Bewertung:

Das Buch „The Imposter's War“ von Mark Arsenault ist eine fesselnde und gut recherchierte Erzählung über John Rathom, einen Journalisten, der für seine Spionagegeschichten während des Ersten Weltkriegs bekannt war. Die Leser schätzen die gründliche Recherche und den fesselnden Schreibstil, der die Geschichte zum Leben erweckt und sie gleichzeitig zugänglich und unterhaltsam macht.
Vorteile:Sorgfältig recherchiert, fesselnd und mitreißend geschrieben, lebendige Beschreibungen von Personen und Ereignissen, unterhaltsam und informativ, eine Mischung aus Humor und reichhaltigen historischen Details, tiefgründig berichtet und leicht zu lesen.
Nachteile:Einige mögen den historischen Fokus auf eine weniger bekannte Figur nicht so fesselnd finden wie umfassendere Erzählungen über den Ersten Weltkrieg, und einige Leser mögen die Komplexität von Rathoms Charakter (Held oder Schurke) in Frage stellen.
(basierend auf 11 Leserbewertungen)
The Imposter's War: The Press, Propaganda, and the Newsman Who Battled for the Minds of America
Die schockierende Geschichte der Spionage und Unterwanderung der amerikanischen Medien während des Ersten Weltkriegs und der Mann, der sie aufdeckte. Ein Mann, der nicht der war, der er zu sein schien...
Russland war nicht die erste ausländische Macht, die die amerikanische Volksmeinung von innen heraus beeinflusste. Im Vorfeld von Amerikas Eintritt in den Ersten Weltkrieg gab Deutschland das moderne Äquivalent von einer Milliarde Dollar aus, um die amerikanischen Medien, die Industrie und die Regierung zu infiltrieren, um die Versorgungskette der alliierten Streitkräfte zu untergraben. Ohne die unermüdliche Aktivität von John Revelstoke Rathom, dem Herausgeber des abgewrackten Providence Journal, wäre Amerika vielleicht bei seiner Neutralitätsposition geblieben. Aber er schaffte es, den amerikanischen Willen zu mobilisieren und die Voraussetzungen dafür zu schaffen, dass Präsident Wilson den Kongress um eine Kriegserklärung ersuchen konnte - und das alles, während er deutsche Diplomaten auswies und sensationelle Verschwörungen aufdeckte.

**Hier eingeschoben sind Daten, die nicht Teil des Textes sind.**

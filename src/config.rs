//! Configuration Module
//!
//! Handles the entry-lifetime setting supplied by an external configuration
//! source, with a textual `HH:MM:SS` duration format.

use std::collections::HashMap;
use std::env;
use std::time::Duration;

use chrono::{NaiveTime, Timelike};

use crate::error::{CacheError, Result};

// == Public Constants ==
/// Configuration key holding the entry lifetime text
pub const ENTRY_LIFETIME_KEY: &str = "ENTRY_LIFETIME";

/// Default entry lifetime text used when the key is absent
pub const ENTRY_LIFETIME_DEFAULT: &str = "00:00:30";

// == Lifetime Parsing ==
/// Parses an `HH:MM:SS` lifetime text into a Duration.
///
/// Invalid text is a construction-time failure, not a fallback to the
/// default.
///
/// # Arguments
/// * `text` - Lifetime in `HH:MM:SS` form, e.g. "00:00:30"
pub fn parse_entry_lifetime(text: &str) -> Result<Duration> {
    let time = NaiveTime::parse_from_str(text, "%H:%M:%S")
        .map_err(|_| CacheError::InvalidLifetime(text.to_string()))?;
    Ok(Duration::from_secs(u64::from(time.num_seconds_from_midnight())))
}

// == Cache Config ==
/// Configuration for a [`DefinitionCache`](crate::cache::DefinitionCache).
///
/// The lifetime applies uniformly to every entry and is fixed at cache
/// construction.
#[derive(Debug, Clone)]
pub struct CacheConfig {
    /// How long each entry lives after insertion
    pub entry_lifetime: Duration,
}

impl CacheConfig {
    /// Creates a config from an externally supplied settings map.
    ///
    /// Reads `ENTRY_LIFETIME`; a missing key falls back to "00:00:30", but
    /// present-and-invalid text is an error.
    pub fn from_settings(settings: &HashMap<String, String>) -> Result<Self> {
        let text = settings
            .get(ENTRY_LIFETIME_KEY)
            .map(String::as_str)
            .unwrap_or(ENTRY_LIFETIME_DEFAULT);
        Ok(Self {
            entry_lifetime: parse_entry_lifetime(text)?,
        })
    }

    /// Creates a config from environment variables.
    ///
    /// # Environment Variables
    /// - `ENTRY_LIFETIME` - Entry lifetime as `HH:MM:SS` (default: "00:00:30")
    pub fn from_env() -> Result<Self> {
        let text =
            env::var(ENTRY_LIFETIME_KEY).unwrap_or_else(|_| ENTRY_LIFETIME_DEFAULT.to_string());
        Ok(Self {
            entry_lifetime: parse_entry_lifetime(&text)?,
        })
    }
}

impl Default for CacheConfig {
    fn default() -> Self {
        Self {
            entry_lifetime: Duration::from_secs(30),
        }
    }
}
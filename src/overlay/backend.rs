//! Overlay rendering backends
//!
//! A backend owns the native window (and its render thread) for one display.
//! It renders whatever the shared [`DotField`](super::dots::DotField) holds;
//! it never mutates dot state itself.

use super::dots::DotField;
use super::OverlayError;
use crate::capture::DisplayInfo;
use std::sync::Arc;

/// Concrete rendering strategy for a backend window
#[derive(Debug, Clone, Copy, PartialEq, Eq)]
pub enum BackendKind {
    /// Transparent, click-through, always-on-top window.
    Layered,
    /// Opaque always-on-top window; reliability fallback.
    Simple,
}

impl std::fmt::Display for BackendKind {
    fn fmt(&self, f: &mut std::fmt::Formatter<'_>) -> std::fmt::Result {
        match self {
            BackendKind::Layered => write!(f, "layered"),
            BackendKind::Simple => write!(f, "simple"),
        }
    }
}

/// Trait for overlay window backends
pub trait OverlayBackend: Send {
    fn kind(&self) -> BackendKind;

    /// Tear down the native window and stop the render thread.
    fn shutdown(&mut self);
}

/// Create the platform backend for one display.
#[cfg(target_os = "windows")]
pub fn create_backend(
    kind: BackendKind,
    display: &DisplayInfo,
    dots: Arc<DotField>,
    debug_bg: bool,
) -> Result<Box<dyn OverlayBackend>, OverlayError> {
    super::windows::create_backend(kind, display, dots, debug_bg)
}

/// Create the platform backend for one display.
///
/// No native overlay exists for this platform; capture and upload work
/// without a visible overlay.
#[cfg(not(target_os = "windows"))]
pub fn create_backend(
    _kind: BackendKind,
    _display: &DisplayInfo,
    _dots: Arc<DotField>,
    _debug_bg: bool,
) -> Result<Box<dyn OverlayBackend>, OverlayError> {
    Err(OverlayError::Unsupported)
}
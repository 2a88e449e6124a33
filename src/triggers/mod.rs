//! Capture trigger sources
//!
//! Three independent ways to say "take a slide now": a global hotkey, a
//! loopback HTTP endpoint (which is also what the AutoHotkey bridge calls),
//! and a sentinel file. Each one only ever submits a request to the
//! coordinator; admission, cooldown and sequencing stay in one place.
//!
//! Sources degrade individually: a failed registration disables that source
//! and nothing else.

pub mod file;
pub mod hotkey;
pub mod http;

use async_trait::async_trait;
use std::net::SocketAddr;
use thiserror::Error;

pub use file::FileTrigger;
pub use hotkey::HotkeyTrigger;
pub use http::HttpTrigger;

/// Errors while bringing a trigger source up
#[derive(Error, Debug)]
pub enum TriggerError {
    #[error("Failed to bind {addr}: {source}")]
    Bind {
        addr: SocketAddr,
        #[source]
        source: std::io::Error,
    },

    #[error("Global hotkey registration failed: {0}")]
    HotkeyRegistration(String),

    #[error("Global hotkeys are not supported on this platform")]
    HotkeyUnsupported,
}

/// Result type for trigger operations
pub type TriggerResult<T> = Result<T, TriggerError>;

/// Trait for capture trigger sources
///
/// Sources are started once at boot and shut down once at exit; they own
/// whatever task or thread listens in between.
#[async_trait]
pub trait TriggerSource: Send {
    /// Short name for logs ("hotkey", "http", "file").
    fn name(&self) -> &'static str;

    /// Start listening. Errors leave the source inert but harmless.
    async fn start(&mut self) -> TriggerResult<()>;

    /// Stop listening and release any OS registration.
    async fn shutdown(&mut self);
}
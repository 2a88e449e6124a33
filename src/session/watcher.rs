//! Remote session watcher.
//!
//! Polls the session document and the current slide's response collection,
//! turning them into coordinator events: a changed slide pointer becomes a
//! `RemoteSlide` event, each previously unseen response becomes a `Tap`. The
//! loop reconnects with exponential backoff and prefers stale data over
//! giving up; the coordinator does its own slide/staleness filtering, so a
//! duplicate or late event here is harmless.

use std::collections::HashSet;
use std::sync::Arc;
use std::time::Duration;

use tokio::task::JoinHandle;
use tokio_util::sync::CancellationToken;

use super::{SessionClient, SessionSnapshot};
use crate::coordinator::CoordinatorHandle;

const POLL_INTERVAL: Duration = Duration::from_millis(1_000);
const BACKOFF_BASE: Duration = Duration::from_secs(2);
const BACKOFF_MAX: Duration = Duration::from_secs(30);

pub struct ResponseWatcher {
    client: Arc<dyn SessionClient>,
    session_id: String,
    handle: CoordinatorHandle,

    last_snapshot: Option<SessionSnapshot>,
    watched_slide: Option<u64>,
    seen_responses: HashSet<String>,
    consecutive_failures: u32,
}

impl ResponseWatcher {
    pub fn spawn(
        client: Arc<dyn SessionClient>,
        session_id: String,
        handle: CoordinatorHandle,
        cancel: CancellationToken,
    ) -> JoinHandle<()> {
        let watcher = Self {
            client,
            session_id,
            handle,
            last_snapshot: None,
            watched_slide: None,
            seen_responses: HashSet::new(),
            consecutive_failures: 0,
        };
        tokio::spawn(watcher.run(cancel))
    }

    async fn run(mut self, cancel: CancellationToken) {
        tracing::info!("Watching session '{}' for responses", self.session_id);

        loop {
            let delay = match self.consecutive_failures {
                0 => POLL_INTERVAL,
                failures => backoff_delay(failures),
            };

            tokio::select! {
                _ = cancel.cancelled() => {
                    tracing::debug!("Response watcher stopped");
                    return;
                }
                _ = tokio::time::sleep(delay) => {}
            }

            match self.poll_once().await {
                Ok(()) => {
                    if self.consecutive_failures > 0 {
                        tracing::info!("Session subscription recovered");
                    }
                    self.consecutive_failures = 0;
                }
                Err(err) => {
                    self.consecutive_failures += 1;
                    tracing::warn!(
                        "Session poll failed ({} in a row): {err}; retrying in {:?}",
                        self.consecutive_failures,
                        backoff_delay(self.consecutive_failures)
                    );
                }
            }
        }
    }

    async fn poll_once(&mut self) -> crate::session::SessionResult<()> {
        let snapshot = self.client.fetch_session(&self.session_id).await?;

        if self.last_snapshot.as_ref() != Some(&snapshot) {
            if snapshot.slide_index != self.watched_slide {
                // New slide: earlier responses are inert, stop tracking them.
                self.watched_slide = snapshot.slide_index;
                self.seen_responses.clear();
            }
            self.handle.remote_slide(snapshot.clone()).await;
            self.last_snapshot = Some(snapshot);
        }

        let Some(slide_index) = self.watched_slide else {
            return Ok(());
        };

        let responses = self
            .client
            .fetch_tap_responses(&self.session_id, slide_index)
            .await?;

        for response in responses {
            if self.seen_responses.insert(response.id.clone()) {
                self.handle.tap(response).await;
            }
        }

        Ok(())
    }
}

fn backoff_delay(failures: u32) -> Duration {
    let exp = failures.saturating_sub(1).min(4);
    BACKOFF_MAX.min(BACKOFF_BASE * 2u32.pow(exp))
}

#[cfg(test)]
mod tests {
    use super::*;

    #[test]
    fn backoff_grows_and_caps() {
        assert_eq!(backoff_delay(1), Duration::from_secs(2));
        assert_eq!(backoff_delay(2), Duration::from_secs(4));
        assert_eq!(backoff_delay(4), Duration::from_secs(16));
        assert_eq!(backoff_delay(5), Duration::from_secs(30));
        assert_eq!(backoff_delay(50), Duration::from_secs(30));
    }
}
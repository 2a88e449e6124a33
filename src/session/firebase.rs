//! Firebase-backed session client (Cloud Firestore + Cloud Storage REST).
//!
//! Talks to the same REST surface the student page uses, relying on the
//! session-scoped security rules of the project; the service account file
//! only contributes the project id for endpoint addressing. All calls are
//! blocking `ureq` requests hopped onto the blocking thread pool.

use async_trait::async_trait;
use chrono::{DateTime, SecondsFormat, Utc};
use serde_json::{json, Value};
use std::time::Duration;

use super::{SessionClient, SessionError, SessionResult, SessionSnapshot, SlidePointer, TapResponse};

const REQUEST_TIMEOUT: Duration = Duration::from_secs(30);

#[derive(Clone)]
pub struct FirebaseSessionClient {
    project_id: String,
    bucket: String,
    agent: ureq::Agent,
}

impl FirebaseSessionClient {
    pub fn new(project_id: impl Into<String>, bucket: impl Into<String>) -> Self {
        Self {
            project_id: project_id.into(),
            bucket: bucket.into(),
            agent: ureq::AgentBuilder::new().timeout(REQUEST_TIMEOUT).build(),
        }
    }

    fn session_doc_url(&self, session_id: &str) -> String {
        format!(
            "https://firestore.googleapis.com/v1/projects/{}/databases/(default)/documents/sessions/{}",
            self.project_id,
            urlencoding::encode(session_id)
        )
    }

    fn responses_url(&self, session_id: &str, slide_index: u64) -> String {
        format!(
            "{}/slides/{}/responses?pageSize=300",
            self.session_doc_url(session_id),
            slide_index
        )
    }

    fn storage_object_name(session_id: &str, slide_index: u64, taken_at: DateTime<Utc>) -> String {
        format!(
            "sessions/{}/slides/{:04}_{}.jpg",
            session_id,
            slide_index,
            taken_at.format("%Y%m%d_%H%M%S%3f")
        )
    }

    fn storage_upload_url(&self, object_name: &str) -> String {
        format!(
            "https://firebasestorage.googleapis.com/v0/b/{}/o?uploadType=media&name={}",
            self.bucket,
            urlencoding::encode(object_name)
        )
    }

    fn storage_download_url(&self, object_name: &str, token: Option<&str>) -> String {
        let base = format!(
            "https://firebasestorage.googleapis.com/v0/b/{}/o/{}?alt=media",
            self.bucket,
            urlencoding::encode(object_name)
        );
        match token {
            Some(token) => format!("{base}&token={token}"),
            None => base,
        }
    }
}

fn map_ureq(err: ureq::Error) -> SessionError {
    match err {
        ureq::Error::Status(status, response) => SessionError::Status {
            status,
            body: response.into_string().unwrap_or_default(),
        },
        other => SessionError::Transport(other.to_string()),
    }
}

/// Run one blocking REST call on the blocking pool.
async fn blocking<T, F>(op: F) -> SessionResult<T>
where
    T: Send + 'static,
    F: FnOnce() -> SessionResult<T> + Send + 'static,
{
    tokio::task::spawn_blocking(op)
        .await
        .map_err(|e| SessionError::Join(e.to_string()))?
}

// ---------------------------------------------------------------------------
// Firestore value encoding/decoding
//
// Firestore's REST representation wraps every value in a typed envelope
// ({"integerValue": "3"} and friends); only the handful of shapes the session
// document uses are covered here.
// ---------------------------------------------------------------------------

fn fv_str(value: &str) -> Value {
    json!({ "stringValue": value })
}

fn fv_int(value: u64) -> Value {
    json!({ "integerValue": value.to_string() })
}

fn fv_timestamp(value: DateTime<Utc>) -> Value {
    json!({ "timestampValue": value.to_rfc3339_opts(SecondsFormat::Millis, true) })
}

fn fv_str_array(values: &[String]) -> Value {
    json!({ "arrayValue": { "values": values.iter().map(|v| fv_str(v)).collect::<Vec<_>>() } })
}

fn fv_map(entries: Vec<(&str, Value)>) -> Value {
    let mut fields = serde_json::Map::new();
    for (key, value) in entries {
        fields.insert(key.to_string(), value);
    }
    json!({ "mapValue": { "fields": fields } })
}

fn field_int(fields: &Value, name: &str) -> Option<u64> {
    let value = fields.get(name)?;
    if let Some(s) = value.get("integerValue").and_then(Value::as_str) {
        return s.parse().ok();
    }
    value.get("doubleValue").and_then(Value::as_f64).map(|f| f as u64)
}

fn field_double(fields: &Value, name: &str) -> Option<f64> {
    let value = fields.get(name)?;
    if let Some(f) = value.get("doubleValue").and_then(Value::as_f64) {
        return Some(f);
    }
    value
        .get("integerValue")
        .and_then(Value::as_str)
        .and_then(|s| s.parse().ok())
}

fn field_str_array(fields: &Value, name: &str) -> Vec<String> {
    fields
        .get(name)
        .and_then(|v| v.get("arrayValue"))
        .and_then(|v| v.get("values"))
        .and_then(Value::as_array)
        .map(|values| {
            values
                .iter()
                .filter_map(|v| v.get("stringValue").and_then(Value::as_str))
                .map(str::to_string)
                .collect()
        })
        .unwrap_or_default()
}

fn parse_session_document(doc: &Value) -> SessionSnapshot {
    let fields = doc.get("fields").cloned().unwrap_or(Value::Null);
    SessionSnapshot {
        slide_index: field_int(&fields, "slideIndex"),
        slides: field_str_array(&fields, "slides"),
    }
}

fn parse_response_document(doc: &Value, slide_index: u64) -> Option<TapResponse> {
    let name = doc.get("name")?.as_str()?;
    let id = name.rsplit('/').next()?.to_string();

    let fields = doc.get("fields")?;
    let x = field_double(fields, "x")?;
    let y = field_double(fields, "y")?;

    let created_at = doc
        .get("createTime")
        .and_then(Value::as_str)
        .and_then(|s| DateTime::parse_from_rfc3339(s).ok())
        .map(|dt| dt.with_timezone(&Utc))?;

    Some(TapResponse {
        id,
        slide_index,
        x,
        y,
        created_at,
    })
}

#[async_trait]
impl SessionClient for FirebaseSessionClient {
    async fn fetch_session(&self, session_id: &str) -> SessionResult<SessionSnapshot> {
        let agent = self.agent.clone();
        let url = self.session_doc_url(session_id);

        blocking(move || match agent.get(&url).call() {
            Ok(response) => {
                let doc: Value = response
                    .into_json()
                    .map_err(|e| SessionError::Malformed(e.to_string()))?;
                Ok(parse_session_document(&doc))
            }
            // A session that has never captured a slide has no document yet.
            Err(ureq::Error::Status(404, _)) => Ok(SessionSnapshot::default()),
            Err(err) => Err(map_ureq(err)),
        })
        .await
    }

    async fn upload_image(
        &self,
        session_id: &str,
        slide_index: u64,
        bytes: Vec<u8>,
    ) -> SessionResult<String> {
        let object_name = Self::storage_object_name(session_id, slide_index, Utc::now());
        let upload_url = self.storage_upload_url(&object_name);
        let this = self.clone();

        blocking(move || {
            let response = this
                .agent
                .post(&upload_url)
                .set("Content-Type", "image/jpeg")
                .send_bytes(&bytes)
                .map_err(map_ureq)?;

            let body: Value = response
                .into_json()
                .map_err(|e| SessionError::Malformed(e.to_string()))?;
            let token = body
                .get("downloadTokens")
                .and_then(Value::as_str)
                // Multiple tokens come comma-separated; any one works.
                .and_then(|tokens| tokens.split(',').next());

            Ok(this.storage_download_url(&object_name, token))
        })
        .await
    }

    async fn set_current_slide(
        &self,
        session_id: &str,
        pointer: &SlidePointer,
        slides: &[String],
    ) -> SessionResult<()> {
        let url = format!(
            "{}?updateMask.fieldPaths=slides&updateMask.fieldPaths=slideIndex\
             &updateMask.fieldPaths=screenshotMeta&updateMask.fieldPaths=lastUpdated",
            self.session_doc_url(session_id)
        );

        let body = json!({
            "fields": {
                "slides": fv_str_array(slides),
                "slideIndex": fv_int(pointer.slide_index),
                "screenshotMeta": fv_map(vec![
                    ("width", fv_int(pointer.width as u64)),
                    ("height", fv_int(pointer.height as u64)),
                    ("monitorIndex", fv_int(pointer.monitor_index as u64)),
                ]),
                "lastUpdated": fv_timestamp(pointer.updated_at),
            }
        });

        let agent = self.agent.clone();
        blocking(move || {
            agent
                .request("PATCH", &url)
                .set("Content-Type", "application/json")
                .send_json(body)
                .map_err(map_ureq)?;
            Ok(())
        })
        .await
    }

    async fn fetch_tap_responses(
        &self,
        session_id: &str,
        slide_index: u64,
    ) -> SessionResult<Vec<TapResponse>> {
        let agent = self.agent.clone();
        let url = self.responses_url(session_id, slide_index);

        blocking(move || match agent.get(&url).call() {
            Ok(response) => {
                let body: Value = response
                    .into_json()
                    .map_err(|e| SessionError::Malformed(e.to_string()))?;
                let documents = body
                    .get("documents")
                    .and_then(Value::as_array)
                    .cloned()
                    .unwrap_or_default();
                Ok(documents
                    .iter()
                    .filter_map(|doc| parse_response_document(doc, slide_index))
                    .collect())
            }
            // No responses collection yet for this slide.
            Err(ureq::Error::Status(404, _)) => Ok(Vec::new()),
            Err(err) => Err(map_ureq(err)),
        })
        .await
    }
}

Und doch war John Rathom nicht sein richtiger Name. Und seine vielen journalistischen Heldentaten, von denen er auf landesweiten Vortragsreisen vor begeistertem Publikum berichtete, haben nie stattgefunden. Wer also war dieser große, geliebte und letztlich tragische Betrüger?
In The Imposter's War (Der Krieg des Hochstaplers) deckt Mark Arsenault die Wahrheit über die Ursprünge von Rathom auf und beleuchtet einen surrealen und zu wenig bekannten Abschnitt der amerikanischen Geschichte, der heute wieder auflebt.
Die Legende von John Rathom umspannt die Propagandaschlacht, die die USA auf einen Krieg zusteuerte. Er stieg in der Redaktion auf, überlebte romantische Skandale und kämpfte gegen Rivalen, um schließlich vom Redakteur zum De-facto-Spion (und begeisterten Kollaborateur) Großbritanniens zu werden. Er deckte das Huerta-Komplott auf (bei dem Deutschland Mexiko ein Bündnis anbot und ihm die nötigen Waffen versprach, um die im Mexikanisch-Amerikanischen Krieg verlorenen Gebiete zurückzuerobern) und half, die von deutschen Agenten organisierten Streiks zur Stilllegung der amerikanischen Industrie zu beenden.
Aber Rathom wurde schließlich zu Fall gebracht, nachdem der aufstrebende Franklin D. Roosevelt das Wohlwollen des Justizministeriums aufgebraucht hatte, als er die US-Marine mit der Berichterstattung über einen Sexskandal in Verlegenheit brachte.
Arsenault zeichnet den Aufstieg und Fall dieser rätselhaften Figur nach und stellt gleichzeitig den reichen und faszinierenden Kontext der deutschen Täuschungsmanöver und der frühen Jahre des Ersten Weltkriegs dar. Der Krieg des Hochstaplers ist eine fesselnde und fesselnde Erzählung über einen Mann mit Fehlern, der dennoch den Lauf der Geschichte veränderte.